◆ SOURCE INFORMATION:
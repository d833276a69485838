//! Request classification — turns an inbound message into a typed request.
//!
//! A message whose subject (after reply prefixes) starts with `command` is
//! an admin command whose body is a flat YAML mapping:
//!
//! ```yaml
//! password: <admin password>
//! command: set-config
//! mode: disabled
//! ```
//!
//! Everything else is a chat query. Classification never fails: a bad
//! command payload becomes `CommandRequest::Malformed` and is answered later.

use std::fmt;

use secrecy::SecretString;
use serde::de::{self, Deserialize, Deserializer, MapAccess, SeqAccess, Visitor};
use serde_yaml::Value;

use crate::error::CommandParseError;

/// Subject marker that turns a message into a command.
pub const COMMAND_MARKER: &str = "command";

/// A classified inbound message.
#[derive(Debug)]
pub enum AgentRequest {
    Command(CommandRequest),
    Chat(ChatRequest),
}

/// Free-text query for the chat provider.
#[derive(Debug, Clone, PartialEq, Eq)]
pub struct ChatRequest {
    pub query: String,
}

/// Admin command names.
#[derive(Debug, Clone, Copy, PartialEq, Eq)]
pub enum CommandName {
    Help,
    Info,
    SetConfig,
    SetUserConfig,
}

impl CommandName {
    pub const ALL: [Self; 4] = [Self::Help, Self::Info, Self::SetConfig, Self::SetUserConfig];

    pub fn as_str(self) -> &'static str {
        match self {
            Self::Help => "help",
            Self::Info => "info",
            Self::SetConfig => "set-config",
            Self::SetUserConfig => "set-user-config",
        }
    }

    pub fn parse(raw: &str) -> Option<Self> {
        Self::ALL.into_iter().find(|c| c.as_str() == raw)
    }
}

impl fmt::Display for CommandName {
    fn fmt(&self, f: &mut fmt::Formatter<'_>) -> fmt::Result {
        f.write_str(self.as_str())
    }
}

/// A command payload, either dispatchable or rejected at parse time.
#[derive(Debug)]
pub enum CommandRequest {
    Malformed(CommandParseError),
    Parsed {
        password: SecretString,
        command: CommandName,
        fields: CommandFields,
    },
}

/// Command-specific fields in payload order, keys unique.
#[derive(Debug, Clone, Default, PartialEq)]
pub struct CommandFields(Vec<(String, Value)>);

impl CommandFields {
    /// Insert a field; a repeated key replaces the earlier value in place.
    pub fn insert(&mut self, key: String, value: Value) {
        match self.0.iter_mut().find(|(k, _)| *k == key) {
            Some(slot) => slot.1 = value,
            None => self.0.push((key, value)),
        }
    }

    pub fn get(&self, key: &str) -> Option<&Value> {
        self.0.iter().find(|(k, _)| k == key).map(|(_, v)| v)
    }

    fn remove(&mut self, key: &str) -> Option<Value> {
        let idx = self.0.iter().position(|(k, _)| k == key)?;
        Some(self.0.remove(idx).1)
    }

    pub fn iter(&self) -> impl Iterator<Item = (&str, &Value)> {
        self.0.iter().map(|(k, v)| (k.as_str(), v))
    }

    pub fn len(&self) -> usize {
        self.0.len()
    }

    pub fn is_empty(&self) -> bool {
        self.0.is_empty()
    }
}

// ── Classification ──────────────────────────────────────────────────

/// Classify a message by subject and visible body.
pub fn classify(subject: &str, body: &str) -> AgentRequest {
    let subject = strip_reply_prefixes(subject);
    let is_command = subject
        .get(..COMMAND_MARKER.len())
        .is_some_and(|head| head.eq_ignore_ascii_case(COMMAND_MARKER));

    if is_command {
        AgentRequest::Command(parse_command(body))
    } else {
        AgentRequest::Chat(ChatRequest {
            query: body.to_string(),
        })
    }
}

/// Remove leading `Re:` markers (any case, repeated) from a subject.
pub fn strip_reply_prefixes(subject: &str) -> &str {
    let mut rest = subject.trim_start();
    while let Some(head) = rest.get(..3)
        && head.eq_ignore_ascii_case("re:")
    {
        rest = rest[3..].trim_start();
    }
    rest
}

/// Parse a command body into a `CommandRequest`.
pub fn parse_command(body: &str) -> CommandRequest {
    match try_parse_command(body) {
        Ok(request) => request,
        Err(e) => CommandRequest::Malformed(e),
    }
}

fn try_parse_command(body: &str) -> Result<CommandRequest, CommandParseError> {
    let document: FlatDocument =
        serde_yaml::from_str(body).map_err(|e| CommandParseError::Syntax(e.to_string()))?;
    let FlatDocument::Mapping(mut fields) = document else {
        return Err(CommandParseError::NotKeyValue);
    };

    let password = fields
        .remove("password")
        .as_ref()
        .and_then(scalar)
        .filter(|p| !p.is_empty())
        .ok_or(CommandParseError::MissingPassword)?;

    let command = fields
        .remove("command")
        .as_ref()
        .and_then(scalar)
        .filter(|c| !c.is_empty())
        .ok_or(CommandParseError::MissingCommand)?;
    let command =
        CommandName::parse(&command).ok_or(CommandParseError::UnknownCommand(command))?;

    Ok(CommandRequest::Parsed {
        password: SecretString::from(password),
        command,
        fields,
    })
}

/// Text of a scalar value; sequences and mappings have none.
fn scalar(value: &Value) -> Option<String> {
    match value {
        Value::String(s) => Some(s.clone()),
        Value::Number(n) => Some(n.to_string()),
        Value::Bool(b) => Some(b.to_string()),
        Value::Tagged(tagged) => scalar(&tagged.value),
        Value::Null | Value::Sequence(_) | Value::Mapping(_) => None,
    }
}

/// Render a payload value the way it is echoed back in replies.
///
/// Scalars print bare, sequences are comma-joined.
pub fn render_value(value: &Value) -> String {
    match value {
        Value::Null => String::new(),
        Value::Bool(b) => b.to_string(),
        Value::Number(n) => n.to_string(),
        Value::String(s) => s.clone(),
        Value::Sequence(items) => items.iter().map(render_value).collect::<Vec<_>>().join(","),
        Value::Mapping(_) => serde_yaml::to_string(value)
            .map(|s| s.trim_end().to_string())
            .unwrap_or_default(),
        Value::Tagged(tagged) => render_value(&tagged.value),
    }
}

// ── Flat YAML document ──────────────────────────────────────────────

/// Top level of a command payload.
///
/// Deserialized by hand so duplicate keys overwrite instead of failing,
/// and so a non-mapping document is distinguishable from bad syntax.
enum FlatDocument {
    Mapping(CommandFields),
    Other,
}

impl<'de> Deserialize<'de> for FlatDocument {
    fn deserialize<D: Deserializer<'de>>(deserializer: D) -> Result<Self, D::Error> {
        deserializer.deserialize_any(FlatDocumentVisitor)
    }
}

struct FlatDocumentVisitor;

impl<'de> Visitor<'de> for FlatDocumentVisitor {
    type Value = FlatDocument;

    fn expecting(&self, f: &mut fmt::Formatter<'_>) -> fmt::Result {
        f.write_str("a key: value mapping")
    }

    fn visit_map<A: MapAccess<'de>>(self, mut map: A) -> Result<Self::Value, A::Error> {
        let mut fields = CommandFields::default();
        while let Some((key, value)) = map.next_entry::<Value, Value>()? {
            let key = match key {
                Value::String(s) => s,
                other => render_value(&other),
            };
            fields.insert(key, value);
        }
        Ok(FlatDocument::Mapping(fields))
    }

    fn visit_seq<A: SeqAccess<'de>>(self, mut seq: A) -> Result<Self::Value, A::Error> {
        while seq.next_element::<de::IgnoredAny>()?.is_some() {}
        Ok(FlatDocument::Other)
    }

    fn visit_str<E: de::Error>(self, _: &str) -> Result<Self::Value, E> {
        Ok(FlatDocument::Other)
    }

    fn visit_bool<E: de::Error>(self, _: bool) -> Result<Self::Value, E> {
        Ok(FlatDocument::Other)
    }

    fn visit_i64<E: de::Error>(self, _: i64) -> Result<Self::Value, E> {
        Ok(FlatDocument::Other)
    }

    fn visit_u64<E: de::Error>(self, _: u64) -> Result<Self::Value, E> {
        Ok(FlatDocument::Other)
    }

    fn visit_f64<E: de::Error>(self, _: f64) -> Result<Self::Value, E> {
        Ok(FlatDocument::Other)
    }

    fn visit_unit<E: de::Error>(self) -> Result<Self::Value, E> {
        Ok(FlatDocument::Other)
    }

    fn visit_none<E: de::Error>(self) -> Result<Self::Value, E> {
        Ok(FlatDocument::Other)
    }
}
//! Stdin transport for exercising admin commands locally.
//!
//! Lines accumulate until an empty line; the block is then delivered as a
//! `command` message from the local admin. Replies go to stdout.

use async_trait::async_trait;
use futures::stream;
use tokio::io::{AsyncBufReadExt, BufReader};

use crate::agent::request::COMMAND_MARKER;
use crate::channels::{InboundMessage, InboundStream, MailTransport, OutgoingReply};
use crate::error::ChannelError;

const CHANNEL: &str = "stdin";

/// Sender address used for stdin messages.
pub const LOCAL_ADMIN: &str = "admin@localhost";

pub struct StdinTransport;

impl StdinTransport {
    pub fn new() -> Self {
        Self
    }
}

impl Default for StdinTransport {
    fn default() -> Self {
        Self::new()
    }
}

/// Collects lines into blank-line separated blocks.
#[derive(Debug, Default)]
struct BlockBuffer {
    pending: String,
}

impl BlockBuffer {
    /// Feed one line; returns a finished block on an empty line.
    fn push(&mut self, line: &str) -> Option<String> {
        if line.trim().is_empty() {
            if self.pending.is_empty() {
                return None;
            }
            return Some(std::mem::take(&mut self.pending));
        }
        self.pending.push_str(line);
        self.pending.push('\n');
        None
    }

    /// Whatever is left at end of input.
    fn finish(self) -> Option<String> {
        (!self.pending.is_empty()).then_some(self.pending)
    }
}

fn command_message(body: String) -> InboundMessage {
    InboundMessage::new(CHANNEL, LOCAL_ADMIN, COMMAND_MARKER, body).with_sender_name("admin")
}

#[async_trait]
impl MailTransport for StdinTransport {
    fn name(&self) -> &str {
        CHANNEL
    }

    async fn connect(&self) -> Result<InboundStream, ChannelError> {
        let (tx, rx) = tokio::sync::mpsc::unbounded_channel();

        tokio::spawn(async move {
            let mut lines = BufReader::new(tokio::io::stdin()).lines();
            let mut buffer = BlockBuffer::default();
            eprintln!("Running in command test mode. End each command with an empty line.");
            eprint!("> ");

            loop {
                match lines.next_line().await {
                    Ok(Some(line)) => {
                        if let Some(block) = buffer.push(&line) {
                            if tx.send(command_message(block)).is_err() {
                                break;
                            }
                            eprint!("> ");
                        }
                    }
                    Ok(None) => {
                        if let Some(block) = buffer.finish() {
                            let _ = tx.send(command_message(block));
                        }
                        break;
                    }
                    Err(e) => {
                        tracing::error!("Error reading stdin: {}", e);
                        break;
                    }
                }
            }
        });

        let stream = stream::unfold(rx, |mut rx| async move {
            rx.recv().await.map(|msg| (msg, rx))
        });

        Ok(Box::pin(stream))
    }

    async fn send_reply(
        &self,
        _original: &InboundMessage,
        reply: OutgoingReply,
    ) -> Result<bool, ChannelError> {
        println!("\n{}\n", reply.body);
        eprint!("> ");
        Ok(true)
    }
}
use std::sync::Arc;

use anyhow::{Context, anyhow};

use mail_agent::agent::{ConfigHandle, Orchestrator};
use mail_agent::channels::{EmailConfig, EmailTransport, MailTransport, StdinTransport};
use mail_agent::config::AgentConfig;
use mail_agent::llm::{LlmConfig, create_provider};
use mail_agent::store::{Database, LibSqlBackend};

#[tokio::main]
async fn main() -> anyhow::Result<()> {
    // Install rustls crypto provider before any TLS usage
    rustls::crypto::ring::default_provider()
        .install_default()
        .map_err(|_| anyhow!("Failed to install rustls crypto provider"))?;

    tracing_subscriber::fmt()
        .with_env_filter(
            tracing_subscriber::EnvFilter::try_from_default_env()
                .unwrap_or_else(|_| tracing_subscriber::EnvFilter::new("info")),
        )
        .with_target(false)
        .init();

    let test_mode = std::env::args().nth(1).as_deref() == Some("test");

    let settings = AgentConfig::from_env().context("Failed to read configuration")?;

    eprintln!("🐸 Mail Agent v{}", env!("CARGO_PKG_VERSION"));
    eprintln!("   Database: {}", settings.db_path.display());
    eprintln!("   Sessions: {} max", settings.session_capacity);

    // ── Database ─────────────────────────────────────────────────────────
    let db: Arc<dyn Database> = Arc::new(
        LibSqlBackend::new_local(&settings.db_path)
            .await
            .with_context(|| format!("Failed to open database at {}", settings.db_path.display()))?,
    );
    let config = ConfigHandle::load(Arc::clone(&db))
        .await
        .context("Failed to load config")?;
    let snapshot = config.snapshot().await;
    eprintln!("   Mode: {}", snapshot.mode.as_str());
    eprintln!("   Model: {}", snapshot.model.as_str());

    // ── Chat provider ────────────────────────────────────────────────────
    let provider = create_provider(&LlmConfig {
        api_key: settings.api_key.clone(),
        base_url: settings.api_base_url.clone(),
    })?;

    // ── Transport ────────────────────────────────────────────────────────
    let transport: Arc<dyn MailTransport> = if test_mode {
        Arc::new(StdinTransport::new())
    } else {
        let email = EmailConfig::from_env()
            .ok_or_else(|| anyhow!("EMAIL_IMAP_HOST not set; use `mail-agent test` for stdin mode"))?;
        eprintln!("   Mailbox: {} via {}", email.username, email.imap_host);
        Arc::new(EmailTransport::new(email))
    };
    eprintln!("   Transport: {}\n", transport.name());

    let agent = Arc::new(Orchestrator::new(&settings, db, config, provider));
    agent
        .run(transport)
        .await
        .context("Mail transport failed")?;

    Ok(())
}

◆ WORK TASK: Print, without alteration, only the lines above between the one holding "pub const COMMAND_MARKER: &str" and the one holding "pub struct ChatRequest", inclusive.

◆ SOLUTION FOR THIS EXERCISE:
pub const COMMAND_MARKER: &str = "command";

/// A classified inbound message.
#[derive(Debug)]
pub enum AgentRequest {
    Command(CommandRequest),
    Chat(ChatRequest),
}

/// Free-text query for the chat provider.
#[derive(Debug, Clone, PartialEq, Eq)]
pub struct ChatRequest {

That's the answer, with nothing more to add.